**Data supplied:**
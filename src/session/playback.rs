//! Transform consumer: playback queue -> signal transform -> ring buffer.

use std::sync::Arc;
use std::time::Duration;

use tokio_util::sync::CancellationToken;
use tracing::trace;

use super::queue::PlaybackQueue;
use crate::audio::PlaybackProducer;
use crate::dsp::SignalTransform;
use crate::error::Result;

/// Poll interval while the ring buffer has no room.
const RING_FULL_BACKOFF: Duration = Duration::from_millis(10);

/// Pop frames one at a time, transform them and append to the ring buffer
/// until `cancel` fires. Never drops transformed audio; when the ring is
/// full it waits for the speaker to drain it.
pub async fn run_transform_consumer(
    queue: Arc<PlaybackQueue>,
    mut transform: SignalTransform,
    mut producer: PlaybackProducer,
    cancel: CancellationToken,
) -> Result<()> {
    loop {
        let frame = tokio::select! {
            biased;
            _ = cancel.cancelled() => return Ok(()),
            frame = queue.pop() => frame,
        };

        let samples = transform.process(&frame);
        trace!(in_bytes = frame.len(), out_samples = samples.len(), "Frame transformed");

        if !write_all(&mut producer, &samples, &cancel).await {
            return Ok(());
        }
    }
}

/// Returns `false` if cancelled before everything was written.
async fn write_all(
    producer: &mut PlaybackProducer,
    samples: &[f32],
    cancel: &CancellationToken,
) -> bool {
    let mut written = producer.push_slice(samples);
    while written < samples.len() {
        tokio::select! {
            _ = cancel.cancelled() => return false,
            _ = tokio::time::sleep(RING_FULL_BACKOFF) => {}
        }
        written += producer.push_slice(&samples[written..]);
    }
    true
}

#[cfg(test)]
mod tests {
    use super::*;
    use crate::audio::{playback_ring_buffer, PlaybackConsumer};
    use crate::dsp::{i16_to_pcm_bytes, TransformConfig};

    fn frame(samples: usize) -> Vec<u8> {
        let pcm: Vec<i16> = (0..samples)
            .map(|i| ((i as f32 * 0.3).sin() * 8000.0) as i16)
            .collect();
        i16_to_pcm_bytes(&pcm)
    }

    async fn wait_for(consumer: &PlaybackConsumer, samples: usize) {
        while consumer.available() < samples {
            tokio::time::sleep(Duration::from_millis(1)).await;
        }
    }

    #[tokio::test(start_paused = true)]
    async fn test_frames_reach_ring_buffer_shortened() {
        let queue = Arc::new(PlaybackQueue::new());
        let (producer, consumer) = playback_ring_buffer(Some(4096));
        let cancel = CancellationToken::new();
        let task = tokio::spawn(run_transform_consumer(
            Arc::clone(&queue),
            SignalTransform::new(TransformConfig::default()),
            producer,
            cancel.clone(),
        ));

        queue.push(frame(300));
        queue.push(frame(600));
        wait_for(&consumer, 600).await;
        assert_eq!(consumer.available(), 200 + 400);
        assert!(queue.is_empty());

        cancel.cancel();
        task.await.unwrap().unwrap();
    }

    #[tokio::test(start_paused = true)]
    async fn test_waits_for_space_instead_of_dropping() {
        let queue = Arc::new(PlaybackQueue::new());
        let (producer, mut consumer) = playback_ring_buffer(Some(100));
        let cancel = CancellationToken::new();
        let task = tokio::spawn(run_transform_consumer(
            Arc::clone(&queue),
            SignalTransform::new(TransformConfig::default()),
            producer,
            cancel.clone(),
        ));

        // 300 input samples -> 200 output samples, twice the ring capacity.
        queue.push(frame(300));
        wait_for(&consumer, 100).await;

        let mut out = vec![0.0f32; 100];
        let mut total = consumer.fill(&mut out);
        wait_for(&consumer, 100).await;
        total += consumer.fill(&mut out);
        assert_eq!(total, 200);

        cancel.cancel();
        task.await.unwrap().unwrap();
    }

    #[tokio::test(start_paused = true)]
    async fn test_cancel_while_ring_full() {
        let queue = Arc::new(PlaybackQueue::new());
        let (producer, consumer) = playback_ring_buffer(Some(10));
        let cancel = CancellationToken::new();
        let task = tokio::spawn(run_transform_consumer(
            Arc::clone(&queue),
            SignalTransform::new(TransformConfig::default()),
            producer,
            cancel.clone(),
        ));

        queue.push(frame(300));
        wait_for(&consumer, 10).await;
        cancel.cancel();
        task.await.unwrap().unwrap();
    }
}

**What to do:**
Check each line of the listing above, and copy it if it contains the word "samples".

**Answer to this task:**
        let samples = transform.process(&frame);
        trace!(in_bytes = frame.len(), out_samples = samples.len(), "Frame transformed");
        if !write_all(&mut producer, &samples, &cancel).await {
    samples: &[f32],
    let mut written = producer.push_slice(samples);
    while written < samples.len() {
        written += producer.push_slice(&samples[written..]);
    fn frame(samples: usize) -> Vec<u8> {
        let pcm: Vec<i16> = (0..samples)
    async fn wait_for(consumer: &PlaybackConsumer, samples: usize) {
        while consumer.available() < samples {
        // 300 input samples -> 200 output samples, twice the ring capacity.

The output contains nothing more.